▸ Problem to solve
Copy out exactly the lines below that run from the one holding "for entry in" to the one holding "is checked, so", keeping both of those lines and no others.

▸ Data supplied

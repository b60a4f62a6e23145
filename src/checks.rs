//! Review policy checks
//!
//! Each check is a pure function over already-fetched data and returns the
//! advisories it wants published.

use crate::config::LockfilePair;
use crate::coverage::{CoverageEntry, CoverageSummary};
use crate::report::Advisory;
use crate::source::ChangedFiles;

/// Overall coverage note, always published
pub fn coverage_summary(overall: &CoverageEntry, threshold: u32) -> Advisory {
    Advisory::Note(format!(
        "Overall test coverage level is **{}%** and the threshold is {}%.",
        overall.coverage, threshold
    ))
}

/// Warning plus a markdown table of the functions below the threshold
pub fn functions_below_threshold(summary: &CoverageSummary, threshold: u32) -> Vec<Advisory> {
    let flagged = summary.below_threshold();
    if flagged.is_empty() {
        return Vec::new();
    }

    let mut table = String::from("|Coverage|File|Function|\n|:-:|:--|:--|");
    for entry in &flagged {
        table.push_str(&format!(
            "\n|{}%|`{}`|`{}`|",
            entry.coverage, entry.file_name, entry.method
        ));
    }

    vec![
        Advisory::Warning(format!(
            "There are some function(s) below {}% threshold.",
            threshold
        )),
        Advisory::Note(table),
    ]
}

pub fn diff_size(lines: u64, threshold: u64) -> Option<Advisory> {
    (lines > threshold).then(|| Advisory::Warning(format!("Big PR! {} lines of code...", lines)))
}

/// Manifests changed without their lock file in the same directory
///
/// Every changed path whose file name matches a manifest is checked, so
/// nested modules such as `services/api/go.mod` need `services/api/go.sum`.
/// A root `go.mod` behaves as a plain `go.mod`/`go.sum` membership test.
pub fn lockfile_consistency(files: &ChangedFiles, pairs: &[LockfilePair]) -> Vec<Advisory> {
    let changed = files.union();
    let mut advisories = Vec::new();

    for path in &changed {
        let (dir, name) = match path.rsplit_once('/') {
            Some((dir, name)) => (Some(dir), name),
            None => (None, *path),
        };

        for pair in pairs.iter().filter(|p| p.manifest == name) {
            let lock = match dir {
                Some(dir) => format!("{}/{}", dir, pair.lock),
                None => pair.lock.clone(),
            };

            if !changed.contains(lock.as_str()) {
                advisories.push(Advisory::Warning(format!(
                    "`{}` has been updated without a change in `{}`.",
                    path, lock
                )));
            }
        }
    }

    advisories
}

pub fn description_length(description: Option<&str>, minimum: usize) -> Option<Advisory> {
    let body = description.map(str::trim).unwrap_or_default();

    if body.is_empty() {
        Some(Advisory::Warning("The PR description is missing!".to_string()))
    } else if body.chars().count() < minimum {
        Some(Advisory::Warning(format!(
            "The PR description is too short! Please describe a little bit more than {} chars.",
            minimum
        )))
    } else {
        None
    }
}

--

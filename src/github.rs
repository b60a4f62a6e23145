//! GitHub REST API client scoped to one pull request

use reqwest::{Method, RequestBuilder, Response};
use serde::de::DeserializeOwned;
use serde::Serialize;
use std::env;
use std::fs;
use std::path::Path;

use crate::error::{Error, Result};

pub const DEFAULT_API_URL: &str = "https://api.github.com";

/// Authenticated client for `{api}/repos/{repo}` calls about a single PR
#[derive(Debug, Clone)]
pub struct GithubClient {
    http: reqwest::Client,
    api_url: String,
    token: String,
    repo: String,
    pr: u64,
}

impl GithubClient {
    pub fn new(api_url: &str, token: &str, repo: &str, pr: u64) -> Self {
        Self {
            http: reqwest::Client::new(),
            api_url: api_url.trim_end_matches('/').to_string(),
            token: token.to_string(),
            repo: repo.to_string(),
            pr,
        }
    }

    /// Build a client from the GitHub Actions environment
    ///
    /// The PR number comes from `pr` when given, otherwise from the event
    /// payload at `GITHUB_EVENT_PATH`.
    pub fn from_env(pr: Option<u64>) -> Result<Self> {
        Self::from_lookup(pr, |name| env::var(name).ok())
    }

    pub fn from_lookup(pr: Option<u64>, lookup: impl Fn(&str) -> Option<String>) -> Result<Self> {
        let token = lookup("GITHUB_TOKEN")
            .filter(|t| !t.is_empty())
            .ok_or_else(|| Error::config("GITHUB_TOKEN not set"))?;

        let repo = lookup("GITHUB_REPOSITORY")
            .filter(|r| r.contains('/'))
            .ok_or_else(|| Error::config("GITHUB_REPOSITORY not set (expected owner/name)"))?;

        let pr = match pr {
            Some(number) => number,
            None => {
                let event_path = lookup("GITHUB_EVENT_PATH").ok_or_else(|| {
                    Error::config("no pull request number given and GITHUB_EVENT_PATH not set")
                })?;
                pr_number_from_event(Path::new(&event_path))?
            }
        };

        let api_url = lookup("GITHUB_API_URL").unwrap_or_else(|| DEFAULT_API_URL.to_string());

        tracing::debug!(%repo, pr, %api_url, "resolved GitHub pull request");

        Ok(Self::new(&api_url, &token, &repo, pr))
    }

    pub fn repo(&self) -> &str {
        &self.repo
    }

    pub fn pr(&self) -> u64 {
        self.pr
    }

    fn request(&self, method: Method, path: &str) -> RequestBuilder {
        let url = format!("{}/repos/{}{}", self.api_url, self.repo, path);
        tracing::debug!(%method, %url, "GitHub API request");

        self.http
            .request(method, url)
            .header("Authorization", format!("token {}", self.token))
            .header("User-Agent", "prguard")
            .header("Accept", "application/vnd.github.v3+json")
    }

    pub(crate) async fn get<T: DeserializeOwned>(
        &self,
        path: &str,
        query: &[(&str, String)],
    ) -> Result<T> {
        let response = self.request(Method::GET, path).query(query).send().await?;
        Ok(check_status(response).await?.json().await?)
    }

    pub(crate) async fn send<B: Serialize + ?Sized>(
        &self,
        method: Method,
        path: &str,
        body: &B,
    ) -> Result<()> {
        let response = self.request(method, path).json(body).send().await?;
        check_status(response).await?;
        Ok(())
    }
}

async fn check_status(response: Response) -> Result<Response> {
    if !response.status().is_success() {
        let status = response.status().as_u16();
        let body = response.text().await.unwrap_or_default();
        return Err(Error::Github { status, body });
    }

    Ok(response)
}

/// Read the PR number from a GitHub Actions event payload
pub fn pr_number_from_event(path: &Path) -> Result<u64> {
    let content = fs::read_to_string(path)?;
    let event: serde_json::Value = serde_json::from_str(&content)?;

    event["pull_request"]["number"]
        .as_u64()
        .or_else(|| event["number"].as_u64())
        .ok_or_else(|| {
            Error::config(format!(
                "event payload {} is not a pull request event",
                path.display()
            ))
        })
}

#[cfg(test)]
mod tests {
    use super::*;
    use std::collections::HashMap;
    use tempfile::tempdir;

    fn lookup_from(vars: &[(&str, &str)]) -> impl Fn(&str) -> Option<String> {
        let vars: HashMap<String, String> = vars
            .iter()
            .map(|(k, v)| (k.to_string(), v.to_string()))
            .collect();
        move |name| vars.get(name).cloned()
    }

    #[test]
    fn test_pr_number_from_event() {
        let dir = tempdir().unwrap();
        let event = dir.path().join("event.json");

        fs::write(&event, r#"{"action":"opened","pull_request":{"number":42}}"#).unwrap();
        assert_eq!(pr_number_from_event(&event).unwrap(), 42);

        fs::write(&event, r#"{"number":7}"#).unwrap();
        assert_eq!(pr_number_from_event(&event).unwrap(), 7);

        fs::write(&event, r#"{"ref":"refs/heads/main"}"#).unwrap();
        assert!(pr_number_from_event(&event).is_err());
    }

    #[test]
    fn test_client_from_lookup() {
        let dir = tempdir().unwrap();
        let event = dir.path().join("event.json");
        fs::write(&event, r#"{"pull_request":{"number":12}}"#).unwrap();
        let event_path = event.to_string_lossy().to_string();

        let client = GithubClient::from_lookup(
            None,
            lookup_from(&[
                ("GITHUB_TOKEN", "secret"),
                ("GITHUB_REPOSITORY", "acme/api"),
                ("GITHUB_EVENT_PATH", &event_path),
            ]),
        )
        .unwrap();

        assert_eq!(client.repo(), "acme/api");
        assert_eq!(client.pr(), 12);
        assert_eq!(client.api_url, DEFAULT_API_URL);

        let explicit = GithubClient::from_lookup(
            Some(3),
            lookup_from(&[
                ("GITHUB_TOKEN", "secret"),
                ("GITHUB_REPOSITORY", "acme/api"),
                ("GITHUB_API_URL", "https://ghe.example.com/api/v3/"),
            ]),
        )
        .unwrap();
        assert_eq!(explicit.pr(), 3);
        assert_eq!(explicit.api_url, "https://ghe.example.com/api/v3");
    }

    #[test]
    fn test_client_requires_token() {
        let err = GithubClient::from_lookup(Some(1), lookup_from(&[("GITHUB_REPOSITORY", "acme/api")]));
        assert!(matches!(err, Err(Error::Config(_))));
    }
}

▸ Result
    for entry in &flagged {
        table.push_str(&format!(
            "\n|{}%|`{}`|`{}`|",
            entry.coverage, entry.file_name, entry.method
        ));
    }

    vec![
        Advisory::Warning(format!(
            "There are some function(s) below {}% threshold.",
            threshold
        )),
        Advisory::Note(table),
    ]
}

pub fn diff_size(lines: u64, threshold: u64) -> Option<Advisory> {
    (lines > threshold).then(|| Advisory::Warning(format!("Big PR! {} lines of code...", lines)))
}

/// Manifests changed without their lock file in the same directory
///
/// Every changed path whose file name matches a manifest is checked, so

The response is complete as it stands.